Across the shrine, in a crumbling brick building, is the 200-year-old shop that belongs to Abdul Aziz Kozghar. The musty shop that dates back to 1820, has been carried on by one family of unanis, who made pure distilled rose water, learning the method from their Central Asian ancestors. Inside the dim shop are dusty shelves lined with vintage glass bottles and decanters, and old calendars. Pure rose water has long been used in Kashmir in mosques as a blessing, in weddings and in making sherbets. The Kozhgars also sold medicinal syrups and remedies for stomach problems.

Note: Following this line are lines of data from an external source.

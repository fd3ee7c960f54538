// libs/appointment-cell/src/engine.rs
use std::sync::Arc;

use tracing::{info, warn};

use availability_cell::{
    AvailabilityService, CapacityReservationService, ListingCache, SlotGenerator, SlotStore,
};
use monitoring_cell::{MetricsRecorder, NoopMetricsRecorder};
use shared_config::{AppConfig, SchedulingConfig};
use shared_database::SupabaseClient;

use crate::services::{
    AppointmentLifecycleService, AuditTrail, Collaborators, SupabaseCalendarMirror,
    SupabaseNotificationDispatcher, WaitlistService,
};
use crate::store::AppointmentStore;

/// Every scheduling service, built once over shared stores.
pub struct SchedulingEngine {
    pub config: SchedulingConfig,
    pub slot_store: Arc<SlotStore>,
    pub appointment_store: Arc<AppointmentStore>,
    pub listing_cache: Arc<ListingCache>,
    pub metrics: Arc<dyn MetricsRecorder>,
    pub availability: Arc<AvailabilityService>,
    pub slot_generator: Arc<SlotGenerator>,
    pub capacity: Arc<CapacityReservationService>,
    pub audit: Arc<AuditTrail>,
    pub waitlist: Arc<WaitlistService>,
    pub lifecycle: Arc<AppointmentLifecycleService>,
}

impl SchedulingEngine {
    pub fn new(config: SchedulingConfig, collaborators: Collaborators, metrics: Arc<dyn MetricsRecorder>) -> Self {
        let slot_store = Arc::new(SlotStore::from_timeout_ms(config.slot_lock_timeout_ms));
        let appointment_store = Arc::new(AppointmentStore::new());
        let listing_cache = Arc::new(ListingCache::from_ttl_seconds(config.listing_cache_ttl_seconds));

        let capacity = Arc::new(CapacityReservationService::new(
            config.clone(),
            Arc::clone(&slot_store),
            Arc::clone(&listing_cache),
            Arc::clone(&metrics),
        ));
        let availability = Arc::new(AvailabilityService::new(
            Arc::clone(&slot_store),
            Arc::clone(&listing_cache),
            Arc::clone(&capacity),
        ));
        let slot_generator = Arc::new(SlotGenerator::new(
            Arc::clone(&slot_store),
            Arc::clone(&listing_cache),
            Arc::clone(&metrics),
        ));

        let audit = Arc::new(AuditTrail::new(Arc::clone(&appointment_store)));
        let waitlist = Arc::new(WaitlistService::new(
            config.clone(),
            Arc::clone(&appointment_store),
            Arc::clone(&capacity),
            Arc::clone(&audit),
            Arc::clone(&collaborators.notifier),
            Arc::clone(&metrics),
        ));
        let lifecycle = Arc::new(AppointmentLifecycleService::new(
            config.clone(),
            Arc::clone(&appointment_store),
            Arc::clone(&capacity),
            Arc::clone(&waitlist),
            Arc::clone(&audit),
            collaborators,
            Arc::clone(&metrics),
        ));

        info!(
            "Scheduling engine ready (overbooking={}, waitlist={}, competency={})",
            config.overbooking_enabled, config.waitlist_enabled, config.competency_enforcement_enabled
        );

        Self {
            config,
            slot_store,
            appointment_store,
            listing_cache,
            metrics,
            availability,
            slot_generator,
            capacity,
            audit,
            waitlist,
            lifecycle,
        }
    }

    /// Build from process configuration. Notifications and calendar events
    /// go to Supabase when a service-role key is present; otherwise they are
    /// dropped.
    pub fn from_app_config(app_config: &AppConfig, mut collaborators: Collaborators) -> Self {
        if app_config.is_outbound_configured() {
            let supabase = Arc::new(SupabaseClient::new(app_config));
            collaborators.notifier = Arc::new(SupabaseNotificationDispatcher::new(Arc::clone(&supabase)));
            if app_config.scheduling.calendar_mirror_enabled {
                collaborators.calendar = Arc::new(SupabaseCalendarMirror::new(supabase));
            }
        } else {
            warn!("Supabase outbound access not configured; notifications will not be delivered");
        }

        Self::new(app_config.scheduling.clone(), collaborators, Arc::new(NoopMetricsRecorder))
    }
}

We pass communal bakeries called kandurs that have Central Asian influences and sell fresh bread hot from the wood fire tandoor ovens—from crisp golden girda and paper thin unleavened lavasa to flaky puff pastry called baqarkhani with a sprinkling of sesame seeds on top. “It’s a tradition in the valley that we never make these breads at home, we just take a wicker basket to the bakery in our neighbourhood and pick up freshly baked bread every morning to be relished with a cup of nun chai (pink, salty tea),” explains Majid. The kandurs are also where people meet and socialise and exchange gossip.

We walk through the maze-like Maharaj Ganj where every shop is filled with copper vessels and utensils from samovars (a tea kettle with embers burning inside) carved with chinar leaf designs to ice cream cups, flower vases, and even bath tubs. Tall samovars used for brewing the local kahwa and other vessel hang from shop fronts. “No matter how much modern crockery we have, at least some copper platters, trays and samovars find their way into a bride’s  dowry,” says Majid.

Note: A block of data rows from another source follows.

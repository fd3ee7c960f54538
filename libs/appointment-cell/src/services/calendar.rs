// libs/appointment-cell/src/services/calendar.rs
use std::sync::Arc;

use anyhow::{anyhow, Result};
use async_trait::async_trait;
use reqwest::Method;
use serde_json::{json, Value};
use tracing::debug;

use shared_database::SupabaseClient;

use crate::models::{Appointment, AppointmentStatus};
use crate::services::collaborators::ExternalCalendarMirror;

/// Mirrors appointments into the `calendar_events` table.
pub struct SupabaseCalendarMirror {
    supabase: Arc<SupabaseClient>,
}

impl SupabaseCalendarMirror {
    pub fn new(supabase: Arc<SupabaseClient>) -> Self {
        Self { supabase }
    }

    fn event_body(appointment: &Appointment) -> Value {
        json!({
            "tenant_id": appointment.tenant_id,
            "appointment_id": appointment.id,
            "professional_id": appointment.professional_id,
            "client_id": appointment.client_id,
            "start_time": appointment.start_time.to_rfc3339(),
            "end_time": appointment.end_time.to_rfc3339(),
            "status": appointment.status.to_string(),
        })
    }

    fn event_id(rows: &[Value]) -> Result<String> {
        let id = rows
            .first()
            .and_then(|row| row.get("id"))
            .ok_or_else(|| anyhow!("Calendar event response carried no id"))?;

        Ok(match id {
            Value::String(s) => s.clone(),
            other => other.to_string(),
        })
    }
}

#[async_trait]
impl ExternalCalendarMirror for SupabaseCalendarMirror {
    async fn create_or_update_event(&self, appointment: &Appointment) -> Result<String> {
        let (method, path) = match &appointment.external_event_id {
            Some(event_id) => (Method::PATCH, format!("/rest/v1/calendar_events?id=eq.{}", event_id)),
            None => (Method::POST, "/rest/v1/calendar_events".to_string()),
        };

        debug!("Mirroring appointment {} to calendar ({})", appointment.id, method);

        let rows: Vec<Value> = self
            .supabase
            .request_with_headers(
                method,
                &path,
                None,
                Some(Self::event_body(appointment)),
                Some(SupabaseClient::representation_headers()),
            )
            .await?;

        Self::event_id(&rows)
    }

    async fn update_status(&self, event_id: &str, status: AppointmentStatus) -> Result<()> {
        let path = format!("/rest/v1/calendar_events?id=eq.{}", event_id);

        let _: Vec<Value> = self
            .supabase
            .request_with_headers(
                Method::PATCH,
                &path,
                None,
                Some(json!({ "status": status.to_string() })),
                Some(SupabaseClient::representation_headers()),
            )
            .await?;

        Ok(())
    }
}
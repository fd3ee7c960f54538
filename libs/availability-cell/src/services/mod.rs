pub mod availability;
pub mod capacity;
pub mod listing_cache;
pub mod slot_generator;

pub use availability::AvailabilityService;
pub use capacity::CapacityReservationService;
pub use listing_cache::ListingCache;
pub use slot_generator::SlotGenerator;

I realise that it’s the small details like the wooden Pinjra shutters and distinctive slender Maharaji bricks that are enchanting. Abdul tells me that there are over 30 designs of windows in Kashmir and you can see most of them in Old Town. “Our old houses were so ingeniously designed that they remained cool in summer and warm in the winter and were built taking into account the seismology of the state. We can only hope that they are preserved and conserved so that the future generations can enjoy their heritage,” says Abdul.

Where to stay: For an authentic experience, stay at Nadis hotel–a boutique hotel with local food and a lovely garden overlooking the mountains.
Eat: Eat a typical Wazwan feast, try local breads at a kandur, and have local Kawha and nun chai.
Shop: Crewel-work shawls and bags, local saffron , walnut wood carvings, papier mache, and carpets.